» Required action: Write out the records below once more, exactly and completely.

***** Source information *****

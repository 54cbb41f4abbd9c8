//! Next-payment advice.

use serde::{Deserialize, Serialize};
use std::fmt;

use rentcycle_core::cycles::next_period;
use rentcycle_core::types::{Date, PaymentRow, RentCycleType, TenantId, TenantSnapshot};
use rentcycle_core::RentResult;

use crate::config::CollectionConfig;
use crate::directory::TenantDirectory;
use crate::gaps::{Gap, PaymentGapDetector};
use crate::ledger::LedgerAggregator;

/// Why a period was suggested.
#[derive(Debug, Clone, Copy, PartialEq, Eq, Hash, Serialize, Deserialize)]
#[serde(rename_all = "SCREAMING_SNAKE_CASE")]
pub enum SuggestionReason {
    /// No settled rent on record yet.
    FirstPayment,
    /// An earlier cycle is still uncovered.
    FillGap,
    /// The cycle after the latest settled coverage.
    NextCycle,
}

impl fmt::Display for SuggestionReason {
    fn fmt(&self, f: &mut fmt::Formatter<'_>) -> fmt::Result {
        match self {
            SuggestionReason::FirstPayment => write!(f, "FIRST_PAYMENT"),
            SuggestionReason::FillGap => write!(f, "FILL_GAP"),
            SuggestionReason::NextCycle => write!(f, "NEXT_CYCLE"),
        }
    }
}

/// Period the next rent payment should cover.
#[derive(Debug, Clone, PartialEq, Eq, Serialize, Deserialize)]
pub struct NextPaymentSuggestion {
    /// Tenant the advice is for.
    pub tenant_id: TenantId,
    /// Convention the period follows.
    pub cycle_type: RentCycleType,
    /// First day to cover.
    pub start: Date,
    /// Last day to cover; absent for a first payment.
    pub end: Option<Date>,
    /// Why this period was chosen.
    pub reason: SuggestionReason,
    /// The gap being filled, for [`SuggestionReason::FillGap`].
    pub gap: Option<Gap>,
}

/// Suggests the period a tenant's next payment should cover.
#[derive(Debug, Clone, Default)]
pub struct NextPaymentDateAdvisor {
    detector: PaymentGapDetector,
}

impl NextPaymentDateAdvisor {
    /// Creates an advisor with the given configuration.
    #[must_use]
    pub fn new(config: CollectionConfig) -> Self {
        Self {
            detector: PaymentGapDetector::new(config),
        }
    }

    /// Suggests the next period to collect for.
    ///
    /// With no settled rent the suggestion starts at check-in. Otherwise the
    /// most urgent gap wins, unless `skip_gaps` is set or there is none, in
    /// which case the cycle after the latest covered date is suggested.
    ///
    /// # Errors
    ///
    /// Returns the errors of [`PaymentGapDetector::detect`].
    pub fn next_payment_dates(
        &self,
        tenant: &TenantSnapshot,
        rows: &[PaymentRow],
        cycle_type: RentCycleType,
        skip_gaps: bool,
        as_of: Date,
    ) -> RentResult<NextPaymentSuggestion> {
        self.detector.config().validate()?;
        tenant.validate()?;
        let ledger = LedgerAggregator::new(rows)?;

        let Some(latest_end) = ledger.latest_coverage_end() else {
            return Ok(NextPaymentSuggestion {
                tenant_id: tenant.tenant_id.clone(),
                cycle_type,
                start: tenant.check_in_date,
                end: None,
                reason: SuggestionReason::FirstPayment,
                gap: None,
            });
        };

        if !skip_gaps {
            let report = self.detector.detect(tenant, rows, cycle_type, as_of)?;
            if let Some(gap) = report.most_urgent() {
                tracing::debug!(
                    tenant_id = %tenant.tenant_id,
                    gap_start = %gap.start,
                    priority = gap.priority,
                    "Suggesting gap fill"
                );
                return Ok(NextPaymentSuggestion {
                    tenant_id: tenant.tenant_id.clone(),
                    cycle_type,
                    start: gap.start,
                    end: Some(gap.end),
                    reason: SuggestionReason::FillGap,
                    gap: Some(gap.clone()),
                });
            }
        }

        let next = next_period(latest_end, cycle_type)?;
        Ok(NextPaymentSuggestion {
            tenant_id: tenant.tenant_id.clone(),
            cycle_type,
            start: next.start,
            end: Some(next.end),
            reason: SuggestionReason::NextCycle,
            gap: None,
        })
    }

    /// Resolves `tenant_id` through `directory` and suggests its next period.
    ///
    /// # Errors
    ///
    /// Returns `RentError::NotFound` for an unknown tenant, otherwise as
    /// [`next_payment_dates`](Self::next_payment_dates).
    pub fn for_tenant<D>(
        &self,
        directory: &D,
        tenant_id: &TenantId,
        cycle_type: RentCycleType,
        skip_gaps: bool,
        as_of: Date,
    ) -> RentResult<NextPaymentSuggestion>
    where
        D: TenantDirectory + ?Sized,
    {
        let (tenant, rows) = directory.resolve(tenant_id)?;
        self.next_payment_dates(tenant, rows, cycle_type, skip_gaps, as_of)
    }
}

*****

» Reply to the task:
repository 54cbb41f4abbd9c8
//! Next-payment advice.

use serde::{Deserialize, Serialize};
use std::fmt;

use rentcycle_core::cycles::next_period;
use rentcycle_core::types::{Date, PaymentRow, RentCycleType, TenantId, TenantSnapshot};
use rentcycle_core::RentResult;

use crate::config::CollectionConfig;
use crate::directory::TenantDirectory;
use crate::gaps::{Gap, PaymentGapDetector};
use crate::ledger::LedgerAggregator;

/// Why a period was suggested.
#[derive(Debug, Clone, Copy, PartialEq, Eq, Hash, Serialize, Deserialize)]
#[serde(rename_all = "SCREAMING_SNAKE_CASE")]
pub enum SuggestionReason {
    /// No settled rent on record yet.
    FirstPayment,
    /// An earlier cycle is still uncovered.
    FillGap,
    /// The cycle after the latest settled coverage.
    NextCycle,
}

impl fmt::Display for SuggestionReason {
    fn fmt(&self, f: &mut fmt::Formatter<'_>) -> fmt::Result {
        match self {
            SuggestionReason::FirstPayment => write!(f, "FIRST_PAYMENT"),
            SuggestionReason::FillGap => write!(f, "FILL_GAP"),
            SuggestionReason::NextCycle => write!(f, "NEXT_CYCLE"),
        }
    }
}

/// Period the next rent payment should cover.
#[derive(Debug, Clone, PartialEq, Eq, Serialize, Deserialize)]
pub struct NextPaymentSuggestion {
    /// Tenant the advice is for.
    pub tenant_id: TenantId,
    /// Convention the period follows.
    pub cycle_type: RentCycleType,
    /// First day to cover.
    pub start: Date,
    /// Last day to cover; absent for a first payment.
    pub end: Option<Date>,
    /// Why this period was chosen.
    pub reason: SuggestionReason,
    /// The gap being filled, for [`SuggestionReason::FillGap`].
    pub gap: Option<Gap>,
}

/// Suggests the period a tenant's next payment should cover.
#[derive(Debug, Clone, Default)]
pub struct NextPaymentDateAdvisor {
    detector: PaymentGapDetector,
}

impl NextPaymentDateAdvisor {
    /// Creates an advisor with the given configuration.
    #[must_use]
    pub fn new(config: CollectionConfig) -> Self {
        Self {
            detector: PaymentGapDetector::new(config),
        }
    }

    /// Suggests the next period to collect for.
    ///
    /// With no settled rent the suggestion starts at check-in. Otherwise the
    /// most urgent gap wins, unless `skip_gaps` is set or there is none, in
    /// which case the cycle after the latest covered date is suggested.
    ///
    /// # Errors
    ///
    /// Returns the errors of [`PaymentGapDetector::detect`].
    pub fn next_payment_dates(
        &self,
        tenant: &TenantSnapshot,
        rows: &[PaymentRow],
        cycle_type: RentCycleType,
        skip_gaps: bool,
        as_of: Date,
    ) -> RentResult<NextPaymentSuggestion> {
        self.detector.config().validate()?;
        tenant.validate()?;
        let ledger = LedgerAggregator::new(rows)?;

        let Some(latest_end) = ledger.latest_coverage_end() else {
            return Ok(NextPaymentSuggestion {
                tenant_id: tenant.tenant_id.clone(),
                cycle_type,
                start: tenant.check_in_date,
                end: None,
                reason: SuggestionReason::FirstPayment,
                gap: None,
            });
        };

        if !skip_gaps {
            let report = self.detector.detect(tenant, rows, cycle_type, as_of)?;
            if let Some(gap) = report.most_urgent() {
                tracing::debug!(
                    tenant_id = %tenant.tenant_id,
                    gap_start = %gap.start,
                    priority = gap.priority,
                    "Suggesting gap fill"
                );
                return Ok(NextPaymentSuggestion {
                    tenant_id: tenant.tenant_id.clone(),
                    cycle_type,
                    start: gap.start,
                    end: Some(gap.end),
                    reason: SuggestionReason::FillGap,
                    gap: Some(gap.clone()),
                });
            }
        }

        let next = next_period(latest_end, cycle_type)?;
        Ok(NextPaymentSuggestion {
            tenant_id: tenant.tenant_id.clone(),
            cycle_type,
            start: next.start,
            end: Some(next.end),
            reason: SuggestionReason::NextCycle,
            gap: None,
        })
    }

    /// Resolves `tenant_id` through `directory` and suggests its next period.
    ///
    /// # Errors
    ///
    /// Returns `RentError::NotFound` for an unknown tenant, otherwise as
    /// [`next_payment_dates`](Self::next_payment_dates).
    pub fn for_tenant<D>(
        &self,
        directory: &D,
        tenant_id: &TenantId,
        cycle_type: RentCycleType,
        skip_gaps: bool,
        as_of: Date,
    ) -> RentResult<NextPaymentSuggestion>
    where
        D: TenantDirectory + ?Sized,
    {
        let (tenant, rows) = directory.resolve(tenant_id)?;
        self.next_payment_dates(tenant, rows, cycle_type, skip_gaps, as_of)
    }
}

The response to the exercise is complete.